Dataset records
━━━━━━━━━━
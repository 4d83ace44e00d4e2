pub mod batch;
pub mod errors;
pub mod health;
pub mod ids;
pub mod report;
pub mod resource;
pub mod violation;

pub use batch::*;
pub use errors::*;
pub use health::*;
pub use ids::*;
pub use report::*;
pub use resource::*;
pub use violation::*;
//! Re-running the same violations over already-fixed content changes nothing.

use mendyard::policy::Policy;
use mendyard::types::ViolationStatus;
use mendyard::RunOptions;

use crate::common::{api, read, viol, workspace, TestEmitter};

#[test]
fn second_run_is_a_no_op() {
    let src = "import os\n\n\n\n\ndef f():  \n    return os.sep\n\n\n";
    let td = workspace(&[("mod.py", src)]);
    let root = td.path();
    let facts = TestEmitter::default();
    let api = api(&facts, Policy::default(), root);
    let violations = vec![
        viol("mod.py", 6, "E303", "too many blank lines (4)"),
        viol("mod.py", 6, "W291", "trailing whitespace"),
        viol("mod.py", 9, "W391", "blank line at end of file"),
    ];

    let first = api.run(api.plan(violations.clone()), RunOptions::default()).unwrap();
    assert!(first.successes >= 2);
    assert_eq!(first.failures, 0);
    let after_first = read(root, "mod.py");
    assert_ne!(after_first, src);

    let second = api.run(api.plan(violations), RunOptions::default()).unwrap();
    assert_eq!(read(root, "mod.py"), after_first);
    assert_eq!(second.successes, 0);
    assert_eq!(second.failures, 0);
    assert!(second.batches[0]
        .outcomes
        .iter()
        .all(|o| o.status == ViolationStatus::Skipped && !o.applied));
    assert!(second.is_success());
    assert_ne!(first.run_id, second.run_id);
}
━━━━━━━━━━
Starting at the first line of the entries above, please extract each line up to and including the line with "content changes nothing.", unchanged, and add nothing.

*OUTPUT OF THE TASK*
repository 4d83ace44e00d4e2
pub mod batch;
pub mod errors;
pub mod health;
pub mod ids;
pub mod report;
pub mod resource;
pub mod violation;

pub use batch::*;
pub use errors::*;
pub use health::*;
pub use ids::*;
pub use report::*;
pub use resource::*;
pub use violation::*;
//! Re-running the same violations over already-fixed content changes nothing.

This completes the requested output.